Event Type: Failure Audit
Event Source: Security
Event Category: Logon/Logoff
Event ID: 529
User: NT AUTHORITY\SYSTEM
Reason: Unknown user name or bad password
User Name: Administrator
Logon Type: 3
Logon Process: NtLmSsp
Authentication Package: NTLM
Workstation Name: ******
Caller User Name: -
Caller Domain: -
Caller Logon ID: -
Caller Process ID: -
Transited Services: -
Source Network Address: ***********
Source Port: 1856
We found that even the file shares were not working, so this was not just a website specific problem.
We took the network traces and found from the network traces that we were using NTLM v1 on the client as opposed to NTLM v2.
The v2 is more secure and is preferred. Probably they had set LMCompatibility to 0 as discussed in
So we focussed our investigation towards the NTLM versions being used and the group policy settings for them.
We found that our security group policies had prohibited NTLNv1 due to which we had the issue.
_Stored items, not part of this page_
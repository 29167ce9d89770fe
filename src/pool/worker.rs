//! Worker process body
//!
//! Each worker process:
//! - Opens its own connection to the job queue (connections never cross fork)
//! - Claims jobs and hands them to the pool's [`JobHandler`]
//! - Runs derived jobs inline when the queue is at its size cap
//! - Lazily opens its private shard and a blob store handle on first use
//! - Dies with its parent (`PR_SET_PDEATHSIG`)
//! - Exits via `_exit` so no parent-owned destructor runs in the child

use crate::error::{Result, ShardError, StoreError};
use crate::index::{Document, DocumentId, ShardWriter};
use crate::ipc::CoordinationRegion;
use crate::queue::{Job, JobKind, JobQueue, PushOutcome};
use crate::store::{BlobStore, BlobStoreConfig};
use nix::sys::signal::{self, SigHandler, Signal};
use nix::unistd::{getppid, Pid};
use std::collections::VecDeque;
use std::io;
use std::panic::{self, AssertUnwindSafe};
use std::path::{Path, PathBuf};
use std::process;
use std::sync::Arc;
use tracing::{debug, error, warn};

/// Exit status of a worker that stopped on an unrecoverable error
pub const EXIT_FATAL: i32 = 70;

/// Processes one job inside a worker process.
///
/// Errors for which [`ScanError::is_fatal`](crate::error::ScanError::is_fatal)
/// is false are logged and the worker moves on to the next job. Fatal errors
/// end the worker and the run.
pub trait JobHandler: Send + Sync + 'static {
    fn handle(&self, job: Job, ctx: &mut WorkerContext) -> Result<()>;
}

/// Everything a supervisor needs to start worker processes
pub(crate) struct WorkerSetup {
    pub region: CoordinationRegion,
    pub queue_path: PathBuf,
    pub kind: JobKind,
    pub max_queue_bytes: u64,
    pub shard_dir: Option<PathBuf>,
    pub blob_store: Option<BlobStoreConfig>,
    pub handler: Arc<dyn JobHandler>,
}

/// Per-process state handed to [`JobHandler::handle`]
pub struct WorkerContext {
    slot: usize,
    queue: JobQueue,
    shard_dir: Option<PathBuf>,
    shard: Option<ShardWriter>,
    blob_config: Option<BlobStoreConfig>,
    blobs: Option<BlobStore>,
    overflow: VecDeque<Job>,
    processed: u64,
}

impl WorkerContext {
    pub(crate) fn new(
        slot: usize,
        queue: JobQueue,
        shard_dir: Option<PathBuf>,
        blob_config: Option<BlobStoreConfig>,
    ) -> Self {
        Self {
            slot,
            queue,
            shard_dir,
            shard: None,
            blob_config,
            blobs: None,
            overflow: VecDeque::new(),
            processed: 0,
        }
    }

    /// Worker slot this process occupies
    pub fn slot(&self) -> usize {
        self.slot
    }

    /// Jobs handled successfully so far by this process
    pub fn processed(&self) -> u64 {
        self.processed
    }

    /// Enqueue a derived job.
    ///
    /// A worker never waits on a full queue: every worker could be doing
    /// the same and none would be left to drain it. When the queue is at
    /// its cap the job is kept here and run by this process after the
    /// current one.
    pub fn push(&mut self, job: impl Into<Job>) -> Result<()> {
        let job = job.into();
        match self.queue.try_push(&job)? {
            PushOutcome::Queued => {}
            PushOutcome::Full => {
                debug!(slot = self.slot, path = %job.describe(), "Queue full, running job inline");
                self.overflow.push_back(job);
            }
        }
        Ok(())
    }

    /// Derived jobs waiting to run inline
    pub fn pending_inline(&self) -> usize {
        self.overflow.len()
    }

    /// Append a record to this process's shard
    pub fn write_document(&mut self, doc: &Document) -> Result<()> {
        let shard = match self.shard.take() {
            Some(shard) => shard,
            None => {
                let dir = self.shard_dir.as_deref().ok_or_else(|| {
                    ShardError::Io(io::Error::other("no shard directory configured"))
                })?;
                ShardWriter::open(dir)?
            }
        };
        self.shard.insert(shard).append(doc)?;
        Ok(())
    }

    /// Blob store handle, opened on first use
    pub fn blobs(&mut self) -> Result<&BlobStore> {
        let store = match self.blobs.take() {
            Some(store) => store,
            None => {
                let config = self.blob_config.as_ref().ok_or_else(|| StoreError::OpenFailed {
                    path: PathBuf::new(),
                    reason: "no blob store configured".into(),
                })?;
                BlobStore::open(config, Arc::new(self.queue.region().clone()))?
            }
        };
        Ok(self.blobs.insert(store))
    }

    /// Store a blob for `id`. Returns `false` if the key already existed.
    pub fn write_blob(&mut self, id: &DocumentId, num: u32, bytes: &[u8]) -> Result<bool> {
        Ok(self.blobs()?.write(id, num, bytes)?)
    }

    /// Shard path, once the first record has been written
    pub fn shard_path(&self) -> Option<&Path> {
        self.shard.as_ref().map(|s| s.path())
    }

    /// Close the shard and blob store
    pub(crate) fn finish(self) -> Result<()> {
        if let Some(shard) = self.shard {
            shard.finish()?;
        }
        drop(self.blobs);
        Ok(())
    }
}

/// Entry point of a freshly forked child. Never returns.
pub(crate) fn run_child(slot: usize, parent: Pid, setup: &WorkerSetup) -> ! {
    // Ctrl-C is handled by the parent, which stops the pool
    unsafe {
        let _ = signal::signal(Signal::SIGINT, SigHandler::SigIgn);
        libc::prctl(libc::PR_SET_PDEATHSIG, libc::SIGKILL as libc::c_ulong);
    }
    // The parent may have died before the request took effect
    if getppid() != parent {
        unsafe { libc::_exit(EXIT_FATAL) }
    }

    let outcome = panic::catch_unwind(AssertUnwindSafe(|| worker_main(slot, setup)));
    let code = match outcome {
        Ok(Ok(())) => 0,
        Ok(Err(e)) => {
            error!(slot, pid = process::id(), error = %e, "Worker stopping on fatal error");
            EXIT_FATAL
        }
        // Report a panic to the supervisor the same way as a fault
        Err(_) => process::abort(),
    };
    unsafe { libc::_exit(code) }
}

/// Run `job` and every job it derives that did not fit in the queue.
/// Returns the first fatal error; other failures are logged.
fn run_job(slot: usize, setup: &WorkerSetup, ctx: &mut WorkerContext, job: Job) -> Result<()> {
    let mut next = Some(job);
    while let Some(job) = next {
        let path = job.describe();
        setup.region.set_current_job(slot, &path);
        match setup.handler.handle(job, ctx) {
            Ok(()) => ctx.processed += 1,
            Err(e) if e.is_fatal() => return Err(e),
            Err(e) => warn!(slot, path = %path, error = %e, "Job failed"),
        }
        next = ctx.overflow.pop_front();
        if next.is_some() {
            setup.region.inline_job_finished();
        }
    }
    Ok(())
}

/// Claim-and-handle loop of one worker process
fn worker_main(slot: usize, setup: &WorkerSetup) -> Result<()> {
    let queue = JobQueue::open(
        &setup.queue_path,
        setup.region.clone(),
        setup.kind,
        setup.max_queue_bytes,
    )?;
    let mut ctx = WorkerContext::new(
        slot,
        queue,
        setup.shard_dir.clone(),
        setup.blob_store.clone(),
    );
    setup.region.mark_initialized();
    debug!(slot, pid = process::id(), "Worker ready");

    while let Some(job) = ctx.queue.claim(slot)? {
        // The slot stays busy through inline jobs so a drain waits for them
        let result = run_job(slot, setup, &mut ctx, job);
        // Raise the flag before going idle so a drain cannot finish first
        if result.is_err() {
            setup.region.mark_fatal();
        }
        setup.region.job_finished(slot);
        result?;
    }

    debug!(slot, processed = ctx.processed, "Worker leaving");
    ctx.finish()
}

#[cfg(test)]
mod tests {
    use super::*;
    use crate::index::shard::read_documents;
    use crate::queue::{queue_file_name, ParseJob, StatSnapshot};
    use crate::store::LocalCapacity;
    use tempfile::tempdir;

    fn context(dir: &Path, shard: bool, blobs: bool) -> (CoordinationRegion, WorkerContext) {
        let region = CoordinationRegion::create(dir, 1, 1024 * 1024).unwrap();
        let queue = JobQueue::create(
            &queue_file_name(dir),
            region.clone(),
            JobKind::Parse,
            1024 * 1024,
        )
        .unwrap();
        let shard_dir = shard.then(|| dir.to_path_buf());
        let blob_config = blobs.then(|| BlobStoreConfig::new(dir.join("thumbs.db")));
        (region, WorkerContext::new(0, queue, shard_dir, blob_config))
    }

    #[test]
    fn test_write_document_opens_shard_lazily() {
        let dir = tempdir().unwrap();
        let (_region, mut ctx) = context(dir.path(), true, false);
        assert!(ctx.shard_path().is_none());

        let doc = Document::new(DocumentId::random(), "a.txt".into(), 1, 2, 3, 0).unwrap();
        ctx.write_document(&doc).unwrap();
        ctx.write_document(&doc).unwrap();

        let path = ctx.shard_path().unwrap().to_path_buf();
        ctx.finish().unwrap();
        assert_eq!(read_documents(&path).unwrap().len(), 2);
    }

    #[test]
    fn test_missing_outputs_are_fatal() {
        let dir = tempdir().unwrap();
        let (_region, mut ctx) = context(dir.path(), false, false);
        let doc = Document::new(DocumentId::random(), "a.txt".into(), 1, 2, 3, 0).unwrap();

        let err = ctx.write_document(&doc).unwrap_err();
        assert!(err.is_fatal());
        let err = ctx.write_blob(&doc.id, 0, b"x").unwrap_err();
        assert!(err.is_fatal());
    }

    #[test]
    fn test_blob_store_shares_region_capacity() {
        let dir = tempdir().unwrap();
        let (region, mut ctx) = context(dir.path(), false, true);
        let id = DocumentId::random();
        assert!(ctx.write_blob(&id, 0, b"thumb").unwrap());
        assert!(!ctx.write_blob(&id, 0, b"other").unwrap());
        assert_eq!(ctx.blobs().unwrap().capacity(), region.snapshot().blob_capacity);

        let local = BlobStore::open(
            &BlobStoreConfig::new(dir.path().join("thumbs.db")),
            Arc::new(LocalCapacity::new(1024 * 1024)),
        )
        .unwrap();
        assert_eq!(local.read(&id, 0).unwrap().as_deref(), Some(&b"thumb"[..]));
    }

    #[test]
    fn test_push_derived_job() {
        let dir = tempdir().unwrap();
        let (region, mut ctx) = context(dir.path(), false, false);
        let job = ParseJob::new("/tmp/archive.zip/member.txt".into(), StatSnapshot::default())
            .with_parent(DocumentId::random());
        ctx.push(job).unwrap();
        assert_eq!(region.snapshot().queued, 1);
        assert_eq!(ctx.pending_inline(), 0);
    }

    #[test]
    fn test_push_to_full_queue_runs_inline() {
        let dir = tempdir().unwrap();
        let region = CoordinationRegion::create(dir.path(), 1, 1024 * 1024).unwrap();
        let queue = JobQueue::create(
            &queue_file_name(dir.path()),
            region.clone(),
            JobKind::Parse,
            64 * 1024,
        )
        .unwrap();
        let mut ctx = WorkerContext::new(0, queue, None, None);

        let long = "x".repeat(2000);
        for i in 0..100 {
            let path = PathBuf::from(format!("/tmp/{long}/{i}.txt"));
            ctx.push(ParseJob::new(path, StatSnapshot::default())).unwrap();
        }

        let queued = region.snapshot().queued;
        assert!(queued > 0);
        assert!(ctx.pending_inline() > 0);
        assert_eq!(queued as usize + ctx.pending_inline(), 100);
    }
}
On the client and the web server the local security policy was set to "Send NTLM response only".
On the domain controller the domain controller security policy was set to "Send NTLMv2 response only\refuse LM & NTLM".So there appeared to be few mismatches according to our observation and the GP settings.
We changed the domain controller security policy and the lcoal security policies on the web server and client machines, to ‘Send LM & NTLM – use NTLMv2 session security if negotiated’ and this fixed the issue.